Nothing below is to be printed except the lines between the line holding "assert_eq!(config.countries, ModelConfig::default().countries);" and the line holding "config.save(&path).unwrap();", inclusive, each exactly as it appears.

Collected data entries:
________

use std::fs;
use std::path::Path;

use serde::{Deserialize, Serialize};
use tracing::info;

use crate::config::constants::*;
use crate::core::cost_model::{CostBreakdown, RampScenario};
use crate::core::risk::RiskInputs;
use crate::core::scoring::{from_columns, validate_countries, CountryMetrics, Weights};
use crate::core::weight_search::WeightSearchConfig;
use crate::error::ModelResult;
use crate::utils::logging::{self, FileIOType, OperationCategory};

/// All model inputs. `Default` carries the reference sourcing data, and a
/// JSON file may override any subset of the sections.
#[derive(Debug, Clone, PartialEq, Serialize, Deserialize)]
#[serde(default)]
pub struct ModelConfig {
    pub countries: Vec<CountryMetrics>,
    pub weights: Weights,
    pub threshold_months: u32,
    pub risk: RiskInputs,
    pub weight_search: WeightSearchConfig,
    pub cost_breakdown: CostBreakdown,
    pub ramp_scenario: RampScenario,
    pub step_scenario: RampScenario,
}

impl Default for ModelConfig {
    fn default() -> Self {
        // The reference columns are equal length, so this cannot fail
        let countries = from_columns(
            &DEFAULT_COUNTRIES,
            &DEFAULT_LOGISTICS,
            &DEFAULT_RISK,
            &DEFAULT_COST_BEFORE,
            &DEFAULT_COST_AFTER,
        )
        .unwrap_or_default();

        Self {
            countries,
            weights: Weights::default(),
            threshold_months: DEFAULT_THRESHOLD_MONTHS,
            risk: RiskInputs::default(),
            weight_search: WeightSearchConfig::default(),
            cost_breakdown: CostBreakdown::default(),
            ramp_scenario: RampScenario::smooth_ramp(),
            step_scenario: RampScenario::sudden_step(),
        }
    }
}

impl ModelConfig {
    pub fn from_json_str(json: &str) -> ModelResult<Self> {
        let config: ModelConfig = serde_json::from_str(json)?;
        config.validate()?;
        Ok(config)
    }

    pub fn load(path: impl AsRef<Path>) -> ModelResult<Self> {
        let _timing = logging::start_timing("load_config",
            OperationCategory::FileIO { subcategory: FileIOType::ConfigLoad });

        let contents = fs::read_to_string(path.as_ref())?;
        let config = Self::from_json_str(&contents)?;
        info!("Loaded model configuration from {}", path.as_ref().display());
        Ok(config)
    }

    pub fn save(&self, path: impl AsRef<Path>) -> ModelResult<()> {
        let json = serde_json::to_string_pretty(self)?;
        fs::write(path, json)?;
        Ok(())
    }

    /// Checks the sections that are not validated again where they are used.
    pub fn validate(&self) -> ModelResult<()> {
        validate_countries(&self.countries)?;
        self.weights.validate()?;
        self.risk.validate()?;
        self.cost_breakdown.validate()?;
        Ok(())
    }
}

#[cfg(test)]
mod tests {
    use super::*;
    use crate::error::ModelError;

    #[test]
    fn default_config_is_valid() {
        let config = ModelConfig::default();
        assert!(config.validate().is_ok());
        assert_eq!(config.countries.len(), 3);
        assert_eq!(config.countries[1].name, USA);
    }

    #[test]
    fn partial_json_keeps_defaults() {
        let config = ModelConfig::from_json_str(
            r#"{ "weights": { "cost": 0.5, "risk": 0.25, "logistics": 0.25 } }"#,
        )
        .unwrap();
        assert_eq!(config.weights, Weights::new(0.5, 0.25, 0.25));
        assert_eq!(config.countries, ModelConfig::default().countries);
        assert_eq!(config.threshold_months, DEFAULT_THRESHOLD_MONTHS);
    }

    #[test]
    fn json_round_trip_preserves_config() {
        let dir = tempfile::tempdir().unwrap();
        let path = dir.path().join("model.json");
        let config = ModelConfig::default();
        config.save(&path).unwrap();
        assert_eq!(ModelConfig::load(&path).unwrap(), config);
    }

    #[test]
    fn invalid_json_values_are_rejected() {
        let err = ModelConfig::from_json_str(
            r#"{ "weights": { "cost": -1.0, "risk": 0.5, "logistics": 0.5 } }"#,
        )
        .unwrap_err();
        assert!(matches!(err, ModelError::InvalidWeight { name: "cost", .. }));

        let err = ModelConfig::from_json_str(r#"{ "countries": [] }"#).unwrap_err();
        assert!(matches!(err, ModelError::EmptyInput(_)));

        assert!(matches!(
            ModelConfig::from_json_str("{ not json").unwrap_err(),
            ModelError::JsonError(_)
        ));
    }
}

________

[Exercise solution]:
        assert_eq!(config.countries, ModelConfig::default().countries);
        assert_eq!(config.threshold_months, DEFAULT_THRESHOLD_MONTHS);
    }

    #[test]
    fn json_round_trip_preserves_config() {
        let dir = tempfile::tempdir().unwrap();
        let path = dir.path().join("model.json");
        let config = ModelConfig::default();
        config.save(&path).unwrap();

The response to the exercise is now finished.